Small Wars Journal

On Strategy

Tue, 04/29/2008 - 3:25am
Two timely and well written items concerning US National Security Strategy - first up is Lieutenant Colonel Nathan Freier's op-ed The Strategy Deficit that was recently published by the US Army War College's Strategic Studies Institute.

An honest survey of post-Cold War national security policy exhibits a dangerous strategy deficit. The word "strategy" is overused. The concept, too, is poorly applied. It is many things to contemporary policymakers except, well—strategy. In the current environment, strategic communications and strategy have become synonymous. Strategic communications is the carefully crafted but overly general and widely consumable articulation of key political messages—"assure, deter, dissuade, defeat"; "as they stand up, we'll stand down"; "clear, hold, build"; "phased strategic redeployment"; etc, etc, etc. It is strategy by faí§ade versus strategy through effective, deliberate investment of intellectual, temporal, material, and human capital in pursuit of well-defined outcomes. Real strategy is the reasoned determination of specific, minimum essential objectives, rationalized with suitable ways to achieve them and the necessary means for success.
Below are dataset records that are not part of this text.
impl<S: Solver> Builder<S> {
    pub fn new(project: Project, solver: S) -> Self {
        let view = project.section.window();
        Self {
            project,
            solver,
            options: CalcOptions::default(),
            view,
        }
    }

    pub fn with_options(mut self, options: CalcOptions) -> Self {
        self.options = options;
        self
    }

    pub fn project(&self) -> &Project {
        &self.project
    }

    pub fn section(&self) -> &Section {
        &self.project.section
    }

    pub fn section_mut(&mut self) -> &mut Section {
        &mut self.project.section
    }

    pub fn session(&self) -> &SolverSession {
        &self.project.session
    }

    pub fn solver_mut(&mut self) -> &mut S {
        &mut self.solver
    }

    pub fn into_parts(self) -> (Project, S) {
        (self.project, self.solver)
    }

    pub fn view(&self) -> Window {
        self.view
    }

    pub fn set_view(&mut self, view: Window) {
        self.view = view;
    }

    /// Window handed to the solver: the view plus overshoot, clamped to the
    /// solver's lower limits.
    pub fn calc_window(&self) -> Window {
        self.options
            .apply(&self.project.session)
            .calc_window(self.project.section.kind(), self.view)
    }

    /// Calculate a line (one zero-mode phase) or a point (two).
    pub fn calc(&mut self, phases: PhaseSet, out: PhaseSet, sweep: Sweep) -> AppResult<Calculated> {
        match out.len() {
            1 => self.calc_uni(phases, out, sweep).map(Calculated::Line),
            2 => self.calc_inv(phases, out).map(Calculated::Point),
            n => Err(AppError::InvalidInput(format!(
                "{n} zero mode phases selected. Select one or two!"
            ))),
        }
    }

    pub fn calc_uni(
        &mut self,
        phases: PhaseSet,
        out: PhaseSet,
        sweep: Sweep,
    ) -> AppResult<CalcStatus<UniId>> {
        let mut wanted = UnivariantLine::new(phases, out)?;
        self.project.section.lookup_uni(Some(&mut wanted));
        let window = self.calc_window();
        let session = self.options.apply(&self.project.session);
        let run = self
            .solver
            .calc_line(&session, &wanted.phases, &wanted.out, sweep, window)?;
        match run.status {
            SolverStatus::Bombed => {
                warn!(label = %wanted.label(&self.project.section.excess), "calculation bombed");
                return Ok(CalcStatus::Bombed);
            }
            SolverStatus::Nir => {
                warn!(label = %wanted.label(&self.project.section.excess), "nothing in range");
                return Ok(CalcStatus::NothingInRange);
            }
            SolverStatus::Ok if run.samples.len() < 2 => return Ok(CalcStatus::OnlyOnePoint),
            SolverStatus::Ok => {}
        }
        let uni = run.into_uniline(wanted.phases, wanted.out)?;
        let section = &mut self.project.section;
        let outcome = section.store_uni_result(uni, self.options.policy)?;
        if self.options.autoconnect_uni && !matches!(outcome, StoreOutcome::AlreadyExists(_)) {
            section.autoconnect_uni(outcome.id())?;
        }
        info!(uni = %outcome.id(), ?outcome, "univariant line calculated");
        Ok(outcome.into())
    }

    pub fn calc_inv(&mut self, phases: PhaseSet, out: PhaseSet) -> AppResult<CalcStatus<InvId>> {
        let mut wanted = InvariantPoint::new(phases, out)?;
        self.project.section.lookup_inv(Some(&mut wanted));
        let window = self.calc_window();
        let session = self.options.apply(&self.project.session);
        let run = self
            .solver
            .calc_point(&session, &wanted.phases, &wanted.out, window)?;
        match run.status {
            SolverStatus::Bombed => return Ok(CalcStatus::Bombed),
            SolverStatus::Nir => return Ok(CalcStatus::NothingInRange),
            SolverStatus::Ok if run.samples.is_empty() => return Ok(CalcStatus::NothingInRange),
            SolverStatus::Ok => {}
        }
        let inv = run.into_invpoint(wanted.phases, wanted.out)?;
        let section = &mut self.project.section;
        let outcome = section.store_inv_result(inv, self.options.policy)?;
        if self.options.autoconnect_inv
            && let StoreOutcome::Added(id) = outcome
        {
            let connected = section.autoconnect_inv(id)?;
            debug!(inv = %id, lines = connected.len(), "autoconnected");
        }
        info!(inv = %outcome.id(), ?outcome, "invariant point calculated");
        Ok(outcome.into())
    }

    /// Calculate the emanating lines of a point that are not stored yet,
    /// sweeping along x first and along y when that fails.
    pub fn auto_inv_calc(&mut self, id: InvId) -> AppResult<Vec<AutoLine>> {
        let inv = self
            .project
            .section
            .invpoint(id)
            .ok_or(TopologyError::UnknownInv(id))?;
        if let Some(guess) = inv.guess(None) {
            self.project.session.guesses = guess.to_vec();
        }
        let lines = inv.all_unilines(self.project.section.polymorphs());
        let mut report = Vec::with_capacity(lines.len());
        for (phases, out) in lines {
            let mut status = None;
            for sweep in [Sweep::AlongX, Sweep::AlongY] {
                if !self.is_new_uni(&phases, &out)? {
                    break;
                }
                status = Some(self.calc_uni(phases.clone(), out.clone(), sweep)?);
            }
            report.push(AutoLine { phases, out, status });
        }
        info!(inv = %id, lines = report.len(), "auto calculations done");
        Ok(report)
    }

    fn is_new_uni(&self, phases: &PhaseSet, out: &PhaseSet) -> AppResult<bool> {
        let mut wanted = UnivariantLine::new(phases.clone(), out.clone())?;
        Ok(self.project.section.lookup_uni(Some(&mut wanted)).is_new)
    }

    /// Look for invariant points along a stored line: one more zero-mode
    /// phase from its assemblage, or one more phase from the dataset.
    ///
    /// Results are reported, not stored.
    pub fn explore_uni(&mut self, id: UniId) -> AppResult<Vec<ExploreCandidate>> {
        let uni = self
            .project
            .section
            .uniline(id)
            .ok_or(TopologyError::UnknownUni(id))?
            .clone();
        let excess = self.project.section.excess.clone();

        let mut requests = Vec::new();
        for phase in uni.phases.difference(&uni.out).difference(&excess).iter() {
            requests.push((uni.phases.clone(), uni.out.with(phase)));
        }
        let extra: Vec<String> = self
            .project
            .session
            .extra_phases(&uni.phases)
            .filter(|p| !excess.contains(p))
            .map(str::to_string)
            .collect();
        for phase in &extra {
            requests.push((uni.phases.with(phase), uni.out.with(phase)));
        }

        let seed = (self.options.use_inv_guess && uni.connected() == 1)
            .then(|| uni.begin.or(uni.end))
            .flatten()
            .and_then(|inv| self.project.section.invpoint(inv))
            .and_then(|inv| inv.guess(None))
            .map(<[String]>::to_vec);
        let restore = seed.map(|g| self.project.session.swap_guesses(g));

        let window = self.calc_window();
        let session = self.options.apply(&self.project.session);
        let mut found = Vec::new();
        let mut failure = None;
        for (phases, out) in requests {
            let run = match self.solver.calc_point(&session, &phases, &out, window) {
                Ok(run) => run,
                Err(err) => {
                    failure = Some(err);
                    break;
                }
            };
            if !run.is_ok() || run.samples.is_empty() {
                continue;
            }
            let mut inv = run.into_invpoint(phases, out)?;
            let lookup = self.project.section.lookup_inv(Some(&mut inv));
            found.push(ExploreCandidate {
                point: inv.point(),
                phases: inv.phases,
                out: inv.out,
                existing: (!lookup.is_new).then_some(lookup.id),
            });
        }
        if let Some(old) = restore {
            self.project.session.guesses = old;
        }
        if let Some(err) = failure {
            return Err(err.into());
        }
        found.sort_by(|a, b| b.point.x.total_cmp(&a.point.x).then(b.point.y.total_cmp(&a.point.y)));
        info!(uni = %id, found = found.len(), "searching done");
        Ok(found)
    }

    /// Store a user-defined line between the only two points it fits.
    ///
    /// The line carries no samples of its own: it is drawn as the straight
    /// segment between its two points, never as an interpolated midpoint.
    /// A computed line of the same identity is replaced by the manual one.
    pub fn add_manual_uni(&mut self, phases: PhaseSet, out: PhaseSet) -> AppResult<StoreOutcome<UniId>> {
        let mut uni = UnivariantLine::manual(phases, out)?;
        let section = &mut self.project.section;
        let found = section.lookup_uni(Some(&mut uni));
        let candidates = section.autoconnect_candidates(&uni);
        let [a, b] = *candidates.as_slice() else {
            return Err(TopologyError::NotEnoughCandidates {
                found: candidates.len(),
            }
            .into());
        };
        section.add_uni(found.id, uni.between(Some(a), Some(b)))?;
        info!(uni = %found.id, "user-defined univariant line stored");
        Ok(if found.is_new {
            StoreOutcome::Added(found.id)
        } else {
            StoreOutcome::Recalculated(found.id)
        })
    }

    /// Where a point of this identity sits according to the stored lines:
    /// the mean of all pairwise crossings of lines it fits.
    pub fn crossing_of_lines(&self, phases: &PhaseSet, out: &PhaseSet) -> AppResult<Option<Point2>> {
        let target = InvariantPoint::new(phases.clone(), out.clone())?;
        let section = &self.project.section;
        let lines: Vec<&UnivariantLine> = section
            .unilines()
            .map(|(_, uni)| uni)
            .filter(|uni| uni.contains_inv(&target, section.polymorphs()))
            .collect();
        fn curve(uni: &UnivariantLine) -> &[Point2] {
            if uni.raw().is_empty() { uni.trimmed() } else { uni.raw() }
        }
        let mut xs = Vec::new();
        let mut ys = Vec::new();
        for (i, a) in lines.iter().enumerate() {
            for b in &lines[i + 1..] {
                let hits = polyline_intersections(curve(a), curve(b), section.ratio(), CROSSING_EXTRA);
                if let Some(p) = hits.first() {
                    xs.push(p.x);
                    ys.push(p.y);
                }
            }
        }
        Ok(mean(&xs).zip(mean(&ys)).map(|(x, y)| Point2::new(x, y)))
    }

    /// Store a user-defined point at `at`, or at the crossing of the stored
    /// lines when no position is given.
    pub fn add_manual_inv(
        &mut self,
        phases: PhaseSet,
        out: PhaseSet,
        at: Option<Point2>,
    ) -> AppResult<StoreOutcome<InvId>> {
        let at = match at {
            Some(p) => p,
            None => self.crossing_of_lines(&phases, &out)?.ok_or_else(|| {
                AppError::InvalidInput("No crossing of univariant lines found, position needed".to_string())
            })?,
        };
        let inv = InvariantPoint::manual(phases, out)?.at(at.x, at.y);
        let section = &mut self.project.section;
        let outcome = section.store_inv_result(inv, RecalcPolicy::Replace)?;
        if self.options.autoconnect_inv
            && let StoreOutcome::Added(id) = outcome
        {
            section.autoconnect_inv(id)?;
        }
        info!(inv = %outcome.id(), "user-defined invariant point stored");
        Ok(outcome)
    }

    /// Search the stable assemblage at `at` among the selected phases.
    /// Returns the id of the stored result, `None` when the search failed.
    pub fn dogmin(&mut self, at: Point2, variance: i32, level: u32) -> AppResult<Option<DogminId>> {
        let which = self.project.selected.difference(&self.project.section.excess);
        let run = self
            .solver
            .dogmin(&self.project.session, &which, at, variance, level)?;
        if !run.found() {
            warn!(x = at.x, y = at.y, "dogmin failed");
            return Ok(None);
        }
        let mut dgm = Dogmin::new(run.phases, at.x, at.y);
        dgm.output = run.output;
        dgm.resic = run.resic;
        dgm.guess = run.guess;
        let section = &mut self.project.section;
        let id = section.next_dogmin_id();
        section.add_dogmin(id, dgm);
        info!(dogmin = %id, "dogmin finished");
        Ok(Some(id))
    }

    /// Use the guesses stored with a point for the next calculations.
    pub fn use_inv_guesses(&mut self, id: InvId) -> AppResult<()> {
        let inv = self
            .project
            .section
            .invpoint(id)
            .ok_or(TopologyError::UnknownInv(id))?;
        let guess = inv
            .guess(None)
            .ok_or_else(|| AppError::InvalidInput(format!("Invariant point {id} has no guesses")))?
            .to_vec();
        self.project.session.guesses = guess;
        Ok(())
    }

    /// Use the guesses of one sample of a line; `None` picks the middle one.
    pub fn use_uni_guesses(&mut self, id: UniId, sample: Option<usize>) -> AppResult<()> {
        let uni = self
            .project
            .section
            .uniline(id)
            .ok_or(TopologyError::UnknownUni(id))?;
        let guess = uni
            .guess(sample)
            .ok_or_else(|| AppError::InvalidInput(format!("Univariant line {id} has no guesses")))?
            .to_vec();
        self.project.session.guesses = guess;
        Ok(())
    }

    pub fn use_dogmin_guesses(&mut self, id: DogminId) -> AppResult<()> {
        let dgm = self
            .project
            .section
            .dogmin(id)
            .ok_or(TopologyError::UnknownDogmin(id))?;
        if dgm.guess.is_empty() {
            return Err(AppError::InvalidInput(format!("Dogmin {id} has no guesses")));
        }
        self.project.session.guesses = dgm.guess.clone();
        Ok(())
    }

    pub fn remove_inv(&mut self, id: InvId) -> AppResult<Vec<UniId>> {
        Ok(self.project.section.remove_inv(id)?)
    }

    pub fn remove_uni(&mut self, id: UniId) -> AppResult<()> {
        self.project.section.remove_uni(id)?;
        Ok(())
    }

    pub fn remove_dogmin(&mut self, id: DogminId) -> AppResult<()> {
        self.project.section.remove_dogmin(id)?;
        Ok(())
    }
}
No careful observer of executive decisionmaking since the end of the Cold War believes the latter high bar to be the norm...

The second item was recently published by the Center for a New American Security - Sustainable Security: Developing a Security Strategy for the Long Haul by Jim Thomas.

The inability of many states in the developing world to govern and police themselves effectively or to work collectively with their neigh­bors to secure their regions represents a global security capacity deficit that can threaten U.S. interests. Effectively addressing this security deficit will require a new approach, one that is more preventive and indirect in its nature, that seeks to husband American power, and that reconciles America's values, interests, and commitments with its finite resources over the long haul...

Both are well worth reading.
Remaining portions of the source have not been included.